• INPUT DATA:
>>>>>
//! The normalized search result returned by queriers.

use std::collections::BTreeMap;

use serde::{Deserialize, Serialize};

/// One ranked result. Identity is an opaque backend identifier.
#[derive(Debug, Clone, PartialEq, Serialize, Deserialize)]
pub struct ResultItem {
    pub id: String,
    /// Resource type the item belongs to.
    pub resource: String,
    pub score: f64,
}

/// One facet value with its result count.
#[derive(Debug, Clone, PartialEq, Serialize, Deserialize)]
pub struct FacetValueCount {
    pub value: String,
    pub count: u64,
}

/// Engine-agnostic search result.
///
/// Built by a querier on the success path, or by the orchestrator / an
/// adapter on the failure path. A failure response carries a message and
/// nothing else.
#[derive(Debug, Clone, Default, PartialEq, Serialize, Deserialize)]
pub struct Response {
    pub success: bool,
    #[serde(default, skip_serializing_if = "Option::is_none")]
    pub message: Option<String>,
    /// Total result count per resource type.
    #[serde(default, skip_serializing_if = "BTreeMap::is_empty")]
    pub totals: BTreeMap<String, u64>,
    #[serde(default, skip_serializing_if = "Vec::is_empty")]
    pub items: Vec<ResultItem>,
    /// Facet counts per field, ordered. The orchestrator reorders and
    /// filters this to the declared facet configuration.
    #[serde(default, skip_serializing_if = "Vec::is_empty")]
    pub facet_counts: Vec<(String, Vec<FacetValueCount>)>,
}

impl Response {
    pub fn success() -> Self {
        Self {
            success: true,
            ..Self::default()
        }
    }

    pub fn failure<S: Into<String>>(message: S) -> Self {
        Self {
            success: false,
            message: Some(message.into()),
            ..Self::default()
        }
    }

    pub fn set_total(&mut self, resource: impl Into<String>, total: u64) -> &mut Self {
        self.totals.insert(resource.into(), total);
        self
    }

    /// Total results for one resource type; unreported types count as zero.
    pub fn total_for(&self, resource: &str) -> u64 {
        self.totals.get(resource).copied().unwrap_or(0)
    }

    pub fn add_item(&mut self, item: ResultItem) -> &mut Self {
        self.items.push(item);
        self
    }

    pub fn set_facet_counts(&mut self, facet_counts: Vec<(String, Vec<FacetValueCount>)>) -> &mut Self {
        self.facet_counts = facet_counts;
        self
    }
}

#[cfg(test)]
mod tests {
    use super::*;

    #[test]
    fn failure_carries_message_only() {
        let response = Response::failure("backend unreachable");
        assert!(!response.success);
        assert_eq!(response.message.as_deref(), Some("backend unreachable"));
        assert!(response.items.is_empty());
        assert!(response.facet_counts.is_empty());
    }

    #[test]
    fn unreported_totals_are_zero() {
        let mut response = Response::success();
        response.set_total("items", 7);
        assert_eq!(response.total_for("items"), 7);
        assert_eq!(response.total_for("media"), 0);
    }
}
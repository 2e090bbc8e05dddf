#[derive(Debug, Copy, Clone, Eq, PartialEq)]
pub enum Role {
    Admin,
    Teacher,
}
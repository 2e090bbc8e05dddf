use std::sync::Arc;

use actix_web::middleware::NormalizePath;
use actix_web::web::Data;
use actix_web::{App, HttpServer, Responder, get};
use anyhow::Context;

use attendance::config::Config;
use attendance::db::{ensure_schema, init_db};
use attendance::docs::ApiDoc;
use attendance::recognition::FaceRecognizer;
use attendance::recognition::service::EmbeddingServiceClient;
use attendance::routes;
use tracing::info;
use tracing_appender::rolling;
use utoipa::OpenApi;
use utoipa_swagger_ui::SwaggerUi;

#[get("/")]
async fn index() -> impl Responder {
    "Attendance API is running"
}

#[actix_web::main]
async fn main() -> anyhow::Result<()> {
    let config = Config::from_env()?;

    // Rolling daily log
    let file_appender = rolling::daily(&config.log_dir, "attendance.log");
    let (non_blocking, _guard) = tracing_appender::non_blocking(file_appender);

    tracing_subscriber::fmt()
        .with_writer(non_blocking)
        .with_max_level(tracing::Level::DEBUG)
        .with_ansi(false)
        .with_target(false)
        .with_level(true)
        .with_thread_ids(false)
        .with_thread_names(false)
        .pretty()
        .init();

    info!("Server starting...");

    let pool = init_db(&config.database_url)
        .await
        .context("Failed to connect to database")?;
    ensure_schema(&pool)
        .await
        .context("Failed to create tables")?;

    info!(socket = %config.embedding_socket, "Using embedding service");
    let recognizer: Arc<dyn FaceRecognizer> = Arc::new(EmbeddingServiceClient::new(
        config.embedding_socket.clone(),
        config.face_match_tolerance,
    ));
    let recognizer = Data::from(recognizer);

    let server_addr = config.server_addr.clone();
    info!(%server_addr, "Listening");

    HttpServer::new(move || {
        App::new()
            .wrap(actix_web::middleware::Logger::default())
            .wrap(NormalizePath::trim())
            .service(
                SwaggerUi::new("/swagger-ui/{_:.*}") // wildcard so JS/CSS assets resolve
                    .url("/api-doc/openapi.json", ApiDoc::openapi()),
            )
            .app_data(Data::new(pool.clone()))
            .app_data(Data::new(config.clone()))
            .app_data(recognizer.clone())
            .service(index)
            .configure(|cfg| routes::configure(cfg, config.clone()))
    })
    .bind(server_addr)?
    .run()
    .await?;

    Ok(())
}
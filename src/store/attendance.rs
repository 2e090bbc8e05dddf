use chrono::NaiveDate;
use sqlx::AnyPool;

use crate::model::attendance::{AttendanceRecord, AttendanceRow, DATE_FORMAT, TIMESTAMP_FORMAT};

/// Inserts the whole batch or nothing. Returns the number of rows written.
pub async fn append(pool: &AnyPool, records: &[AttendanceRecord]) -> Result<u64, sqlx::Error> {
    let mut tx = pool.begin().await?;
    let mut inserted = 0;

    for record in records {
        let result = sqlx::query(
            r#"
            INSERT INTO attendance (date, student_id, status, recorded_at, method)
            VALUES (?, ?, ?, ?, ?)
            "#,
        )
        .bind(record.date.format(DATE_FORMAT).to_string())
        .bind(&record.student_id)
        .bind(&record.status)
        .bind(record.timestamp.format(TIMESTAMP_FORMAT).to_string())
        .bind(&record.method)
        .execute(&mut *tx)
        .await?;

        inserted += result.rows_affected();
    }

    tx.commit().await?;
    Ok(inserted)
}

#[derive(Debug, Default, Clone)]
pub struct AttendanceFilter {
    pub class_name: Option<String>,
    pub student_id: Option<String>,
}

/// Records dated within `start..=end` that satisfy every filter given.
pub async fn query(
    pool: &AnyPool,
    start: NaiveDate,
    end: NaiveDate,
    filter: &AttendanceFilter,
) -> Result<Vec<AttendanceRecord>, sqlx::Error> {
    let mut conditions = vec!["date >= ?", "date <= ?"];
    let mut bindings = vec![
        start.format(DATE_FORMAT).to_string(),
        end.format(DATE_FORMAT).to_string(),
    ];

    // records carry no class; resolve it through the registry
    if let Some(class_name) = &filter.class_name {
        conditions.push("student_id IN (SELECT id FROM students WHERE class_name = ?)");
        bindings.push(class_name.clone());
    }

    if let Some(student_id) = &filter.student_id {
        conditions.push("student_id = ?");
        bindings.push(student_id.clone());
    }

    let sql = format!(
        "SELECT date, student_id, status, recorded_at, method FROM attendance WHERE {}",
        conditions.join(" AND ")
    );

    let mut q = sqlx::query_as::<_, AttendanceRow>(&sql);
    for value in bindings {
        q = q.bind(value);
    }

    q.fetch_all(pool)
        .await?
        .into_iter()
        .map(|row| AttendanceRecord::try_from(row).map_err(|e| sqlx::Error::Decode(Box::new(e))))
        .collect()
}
<<<<<
• TASK OBJECTIVE: Repeat every line of the listing without a single difference.

• SOLUTION FOR THIS TASK:
//! The normalized search result returned by queriers.

use std::collections::BTreeMap;

use serde::{Deserialize, Serialize};

/// One ranked result. Identity is an opaque backend identifier.
#[derive(Debug, Clone, PartialEq, Serialize, Deserialize)]
pub struct ResultItem {
    pub id: String,
    /// Resource type the item belongs to.
    pub resource: String,
    pub score: f64,
}

/// One facet value with its result count.
#[derive(Debug, Clone, PartialEq, Serialize, Deserialize)]
pub struct FacetValueCount {
    pub value: String,
    pub count: u64,
}

/// Engine-agnostic search result.
///
/// Built by a querier on the success path, or by the orchestrator / an
/// adapter on the failure path. A failure response carries a message and
/// nothing else.
#[derive(Debug, Clone, Default, PartialEq, Serialize, Deserialize)]
pub struct Response {
    pub success: bool,
    #[serde(default, skip_serializing_if = "Option::is_none")]
    pub message: Option<String>,
    /// Total result count per resource type.
    #[serde(default, skip_serializing_if = "BTreeMap::is_empty")]
    pub totals: BTreeMap<String, u64>,
    #[serde(default, skip_serializing_if = "Vec::is_empty")]
    pub items: Vec<ResultItem>,
    /// Facet counts per field, ordered. The orchestrator reorders and
    /// filters this to the declared facet configuration.
    #[serde(default, skip_serializing_if = "Vec::is_empty")]
    pub facet_counts: Vec<(String, Vec<FacetValueCount>)>,
}

impl Response {
    pub fn success() -> Self {
        Self {
            success: true,
            ..Self::default()
        }
    }

    pub fn failure<S: Into<String>>(message: S) -> Self {
        Self {
            success: false,
            message: Some(message.into()),
            ..Self::default()
        }
    }

    pub fn set_total(&mut self, resource: impl Into<String>, total: u64) -> &mut Self {
        self.totals.insert(resource.into(), total);
        self
    }

    /// Total results for one resource type; unreported types count as zero.
    pub fn total_for(&self, resource: &str) -> u64 {
        self.totals.get(resource).copied().unwrap_or(0)
    }

    pub fn add_item(&mut self, item: ResultItem) -> &mut Self {
        self.items.push(item);
        self
    }

    pub fn set_facet_counts(&mut self, facet_counts: Vec<(String, Vec<FacetValueCount>)>) -> &mut Self {
        self.facet_counts = facet_counts;
        self
    }
}

#[cfg(test)]
mod tests {
    use super::*;

    #[test]
    fn failure_carries_message_only() {
        let response = Response::failure("backend unreachable");
        assert!(!response.success);
        assert_eq!(response.message.as_deref(), Some("backend unreachable"));
        assert!(response.items.is_empty());
        assert!(response.facet_counts.is_empty());
    }

    #[test]
    fn unreported_totals_are_zero() {
        let mut response = Response::success();
        response.set_total("items", 7);
        assert_eq!(response.total_for("items"), 7);
        assert_eq!(response.total_for("media"), 0);
    }
}
repository 2e090bbc8e05dddf
#[derive(Debug, Copy, Clone, Eq, PartialEq)]
pub enum Role {
    Admin,
    Teacher,
}
repository 2e090bbc8e05dddf
use std::sync::Arc;

use actix_web::middleware::NormalizePath;
use actix_web::web::Data;
use actix_web::{App, HttpServer, Responder, get};
use anyhow::Context;

use attendance::config::Config;
use attendance::db::{ensure_schema, init_db};
use attendance::docs::ApiDoc;
use attendance::recognition::FaceRecognizer;
use attendance::recognition::service::EmbeddingServiceClient;
use attendance::routes;
use tracing::info;
use tracing_appender::rolling;
use utoipa::OpenApi;
use utoipa_swagger_ui::SwaggerUi;

#[get("/")]
async fn index() -> impl Responder {
    "Attendance API is running"
}

#[actix_web::main]
async fn main() -> anyhow::Result<()> {
    let config = Config::from_env()?;

    // Rolling daily log
    let file_appender = rolling::daily(&config.log_dir, "attendance.log");
    let (non_blocking, _guard) = tracing_appender::non_blocking(file_appender);

    tracing_subscriber::fmt()
        .with_writer(non_blocking)
        .with_max_level(tracing::Level::DEBUG)
        .with_ansi(false)
        .with_target(false)
        .with_level(true)
        .with_thread_ids(false)
        .with_thread_names(false)
        .pretty()
        .init();

    info!("Server starting...");

    let pool = init_db(&config.database_url)
        .await
        .context("Failed to connect to database")?;
    ensure_schema(&pool)
        .await
        .context("Failed to create tables")?;

    info!(socket = %config.embedding_socket, "Using embedding service");
    let recognizer: Arc<dyn FaceRecognizer> = Arc::new(EmbeddingServiceClient::new(
        config.embedding_socket.clone(),
        config.face_match_tolerance,
    ));
    let recognizer = Data::from(recognizer);

    let server_addr = config.server_addr.clone();
    info!(%server_addr, "Listening");

    HttpServer::new(move || {
        App::new()
            .wrap(actix_web::middleware::Logger::default())
            .wrap(NormalizePath::trim())
            .service(
                SwaggerUi::new("/swagger-ui/{_:.*}") // wildcard so JS/CSS assets resolve
                    .url("/api-doc/openapi.json", ApiDoc::openapi()),
            )
            .app_data(Data::new(pool.clone()))
            .app_data(Data::new(config.clone()))
            .app_data(recognizer.clone())
            .service(index)
            .configure(|cfg| routes::configure(cfg, config.clone()))
    })
    .bind(server_addr)?
    .run()
    .await?;

    Ok(())
}
filename src/store/attendance.rs
repository 2e090bbc8e05dddf
use chrono::NaiveDate;
use sqlx::AnyPool;

use crate::model::attendance::{AttendanceRecord, AttendanceRow, DATE_FORMAT, TIMESTAMP_FORMAT};

/// Inserts the whole batch or nothing. Returns the number of rows written.
pub async fn append(pool: &AnyPool, records: &[AttendanceRecord]) -> Result<u64, sqlx::Error> {
    let mut tx = pool.begin().await?;
    let mut inserted = 0;

    for record in records {
        let result = sqlx::query(
            r#"
            INSERT INTO attendance (date, student_id, status, recorded_at, method)
            VALUES (?, ?, ?, ?, ?)
            "#,
        )
        .bind(record.date.format(DATE_FORMAT).to_string())
        .bind(&record.student_id)
        .bind(&record.status)
        .bind(record.timestamp.format(TIMESTAMP_FORMAT).to_string())
        .bind(&record.method)
        .execute(&mut *tx)
        .await?;

        inserted += result.rows_affected();
    }

    tx.commit().await?;
    Ok(inserted)
}

#[derive(Debug, Default, Clone)]
pub struct AttendanceFilter {
    pub class_name: Option<String>,
    pub student_id: Option<String>,
}

/// Records dated within `start..=end` that satisfy every filter given.
pub async fn query(
    pool: &AnyPool,
    start: NaiveDate,
    end: NaiveDate,
    filter: &AttendanceFilter,
) -> Result<Vec<AttendanceRecord>, sqlx::Error> {
    let mut conditions = vec!["date >= ?", "date <= ?"];
    let mut bindings = vec![
        start.format(DATE_FORMAT).to_string(),
        end.format(DATE_FORMAT).to_string(),
    ];

    // records carry no class; resolve it through the registry
    if let Some(class_name) = &filter.class_name {
        conditions.push("student_id IN (SELECT id FROM students WHERE class_name = ?)");
        bindings.push(class_name.clone());
    }

    if let Some(student_id) = &filter.student_id {
        conditions.push("student_id = ?");
        bindings.push(student_id.clone());
    }

    let sql = format!(
        "SELECT date, student_id, status, recorded_at, method FROM attendance WHERE {}",
        conditions.join(" AND ")
    );

    let mut q = sqlx::query_as::<_, AttendanceRow>(&sql);
    for value in bindings {
        q = q.bind(value);
    }

    q.fetch_all(pool)
        .await?
        .into_iter()
        .map(|row| AttendanceRecord::try_from(row).map_err(|e| sqlx::Error::Decode(Box::new(e))))
        .collect()
}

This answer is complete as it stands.